• TASK DIRECTIONS: Of the lines listed below, return exactly those that run from the line containing "of an evaluation." through the line containing "ordered by name.", both included.

[Dataset entries]

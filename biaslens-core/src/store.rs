//! Persistence collaborator for evaluations, findings and baselines.
//!
//! Baselines are write-once: inserting an existing name fails. Provides a
//! trait-based abstraction with two implementations:
//! - `InMemoryStore`: `RwLock<HashMap>` tables, for tests and one-shot runs.
//! - `JsonFileStore`: one JSON file per record under a data directory.

use std::collections::HashMap;
use std::path::{Path, PathBuf};
use std::sync::{PoisonError, RwLock};

use uuid::Uuid;

use crate::error::{BiasLensError, Result, StateError};
use crate::persistence::{atomic_write_json, create_json, load_json, load_json_dir, remove_if_exists};
use crate::types::{Baseline, Evaluation, Finding};

/// Storage backend the evaluation service reads from and writes to.
pub trait EvaluationStore: Send + Sync {
    /// Fetch one evaluation. Missing ids yield `NotFound`.
    fn get_evaluation(&self, id: Uuid) -> Result<Evaluation>;

    /// Insert or replace an evaluation.
    fn save_evaluation(&self, evaluation: &Evaluation) -> Result<()>;

    /// All stored evaluations, oldest first.
    fn list_evaluations(&self) -> Result<Vec<Evaluation>>;

    /// Remove an evaluation and its findings. Missing ids yield `NotFound`.
    fn delete_evaluation(&self, id: Uuid) -> Result<()>;

    /// Findings written for an evaluation; empty if none were written.
    fn get_findings(&self, evaluation_id: Uuid) -> Result<Vec<Finding>>;

    /// Replace the findings of an evaluation.
    fn save_findings(&self, evaluation_id: Uuid, findings: &[Finding]) -> Result<()>;

    /// Fetch a baseline by name. Missing names yield `NotFound`.
    fn get_baseline(&self, name: &str) -> Result<Baseline>;

    /// Insert a new baseline. An existing name yields `AlreadyExists`.
    fn insert_baseline(&self, baseline: &Baseline) -> Result<()>;

    /// All stored baselines, ordered by name.
    fn list_baselines(&self) -> Result<Vec<Baseline>>;
}

fn baseline_exists(name: &str) -> BiasLensError {
    StateError::AlreadyExists {
        what: "baseline",
        id: name.to_string(),
    }
    .into()
}

fn sort_evaluations(evaluations: &mut [Evaluation]) {
    evaluations.sort_by(|a, b| a.created_at.cmp(&b.created_at).then(a.id.cmp(&b.id)));
}

/// In-memory store. Does not persist across process restarts.
#[derive(Default)]
pub struct InMemoryStore {
    evaluations: RwLock<HashMap<Uuid, Evaluation>>,
    findings: RwLock<HashMap<Uuid, Vec<Finding>>>,
    baselines: RwLock<HashMap<String, Baseline>>,
}

impl InMemoryStore {
    pub fn new() -> Self {
        Self::default()
    }
}

impl EvaluationStore for InMemoryStore {
    fn get_evaluation(&self, id: Uuid) -> Result<Evaluation> {
        self.evaluations
            .read()
            .unwrap_or_else(PoisonError::into_inner)
            .get(&id)
            .cloned()
            .ok_or_else(|| BiasLensError::not_found("evaluation", id))
    }

    fn save_evaluation(&self, evaluation: &Evaluation) -> Result<()> {
        self.evaluations
            .write()
            .unwrap_or_else(PoisonError::into_inner)
            .insert(evaluation.id, evaluation.clone());
        Ok(())
    }

    fn list_evaluations(&self) -> Result<Vec<Evaluation>> {
        let mut all: Vec<Evaluation> = self
            .evaluations
            .read()
            .unwrap_or_else(PoisonError::into_inner)
            .values()
            .cloned()
            .collect();
        sort_evaluations(&mut all);
        Ok(all)
    }

    fn delete_evaluation(&self, id: Uuid) -> Result<()> {
        self.evaluations
            .write()
            .unwrap_or_else(PoisonError::into_inner)
            .remove(&id)
            .ok_or_else(|| BiasLensError::not_found("evaluation", id))?;
        self.findings
            .write()
            .unwrap_or_else(PoisonError::into_inner)
            .remove(&id);
        Ok(())
    }

    fn get_findings(&self, evaluation_id: Uuid) -> Result<Vec<Finding>> {
        Ok(self
            .findings
            .read()
            .unwrap_or_else(PoisonError::into_inner)
            .get(&evaluation_id)
            .cloned()
            .unwrap_or_default())
    }

    fn save_findings(&self, evaluation_id: Uuid, findings: &[Finding]) -> Result<()> {
        self.findings
            .write()
            .unwrap_or_else(PoisonError::into_inner)
            .insert(evaluation_id, findings.to_vec());
        Ok(())
    }

    fn get_baseline(&self, name: &str) -> Result<Baseline> {
        self.baselines
            .read()
            .unwrap_or_else(PoisonError::into_inner)
            .get(name)
            .cloned()
            .ok_or_else(|| BiasLensError::not_found("baseline", name))
    }

    fn insert_baseline(&self, baseline: &Baseline) -> Result<()> {
        let mut baselines = self.baselines.write().unwrap_or_else(PoisonError::into_inner);
        if baselines.contains_key(&baseline.name) {
            return Err(baseline_exists(&baseline.name));
        }
        baselines.insert(baseline.name.clone(), baseline.clone());
        Ok(())
    }

    fn list_baselines(&self) -> Result<Vec<Baseline>> {
        let mut all: Vec<Baseline> = self
            .baselines
            .read()
            .unwrap_or_else(PoisonError::into_inner)
            .values()
            .cloned()
            .collect();
        all.sort_by(|a, b| a.name.cmp(&b.name));
        Ok(all)
    }
}

/// File-backed store.
///
/// Layout under the data directory:
///
/// ```text
/// evaluations/<id>.json
/// findings/<evaluation id>.json
/// baselines/<hex of name>.json
/// ```
pub struct JsonFileStore {
    root: PathBuf,
}

impl JsonFileStore {
    pub fn new(root: impl Into<PathBuf>) -> Self {
        Self { root: root.into() }
    }

    pub fn root(&self) -> &Path {
        &self.root
    }

    fn evaluation_path(&self, id: Uuid) -> PathBuf {
        self.root.join("evaluations").join(format!("{id}.json"))
    }

    fn findings_path(&self, id: Uuid) -> PathBuf {
        self.root.join("findings").join(format!("{id}.json"))
    }

    fn baseline_path(&self, name: &str) -> PathBuf {
        self.root
            .join("baselines")
            .join(format!("{}.json", file_stem(name)))
    }
}

/// Lowercase hex of the name's UTF-8 bytes: path-safe and injective.
fn file_stem(name: &str) -> String {
    name.bytes().map(|b| format!("{b:02x}")).collect()
}

impl EvaluationStore for JsonFileStore {
    fn get_evaluation(&self, id: Uuid) -> Result<Evaluation> {
        load_json(&self.evaluation_path(id))?.ok_or_else(|| BiasLensError::not_found("evaluation", id))
    }

    fn save_evaluation(&self, evaluation: &Evaluation) -> Result<()> {
        atomic_write_json(&self.evaluation_path(evaluation.id), evaluation)
    }

    fn list_evaluations(&self) -> Result<Vec<Evaluation>> {
        let mut all: Vec<Evaluation> = load_json_dir(&self.root.join("evaluations"))?;
        sort_evaluations(&mut all);
        Ok(all)
    }

    fn delete_evaluation(&self, id: Uuid) -> Result<()> {
        if !remove_if_exists(&self.evaluation_path(id))? {
            return Err(BiasLensError::not_found("evaluation", id));
        }
        remove_if_exists(&self.findings_path(id))?;
        Ok(())
    }

    fn get_findings(&self, evaluation_id: Uuid) -> Result<Vec<Finding>> {
        Ok(load_json(&self.findings_path(evaluation_id))?.unwrap_or_default())
    }

    fn save_findings(&self, evaluation_id: Uuid, findings: &[Finding]) -> Result<()> {
        atomic_write_json(&self.findings_path(evaluation_id), findings)
    }

    fn get_baseline(&self, name: &str) -> Result<Baseline> {
        load_json::<Baseline>(&self.baseline_path(name))?
            .ok_or_else(|| BiasLensError::not_found("baseline", name))
    }

    fn insert_baseline(&self, baseline: &Baseline) -> Result<()> {
        if create_json(&self.baseline_path(&baseline.name), baseline)? {
            Ok(())
        } else {
            Err(baseline_exists(&baseline.name))
        }
    }

    fn list_baselines(&self) -> Result<Vec<Baseline>> {
        let mut all: Vec<Baseline> = load_json_dir(&self.root.join("baselines"))?;
        all.sort_by(|a, b| a.name.cmp(&b.name));
        Ok(all)
    }
}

• TASK SOLUTION:
    /// Replace the findings of an evaluation.
    fn save_findings(&self, evaluation_id: Uuid, findings: &[Finding]) -> Result<()>;

    /// Fetch a baseline by name. Missing names yield `NotFound`.
    fn get_baseline(&self, name: &str) -> Result<Baseline>;

    /// Insert a new baseline. An existing name yields `AlreadyExists`.
    fn insert_baseline(&self, baseline: &Baseline) -> Result<()>;

    /// All stored baselines, ordered by name.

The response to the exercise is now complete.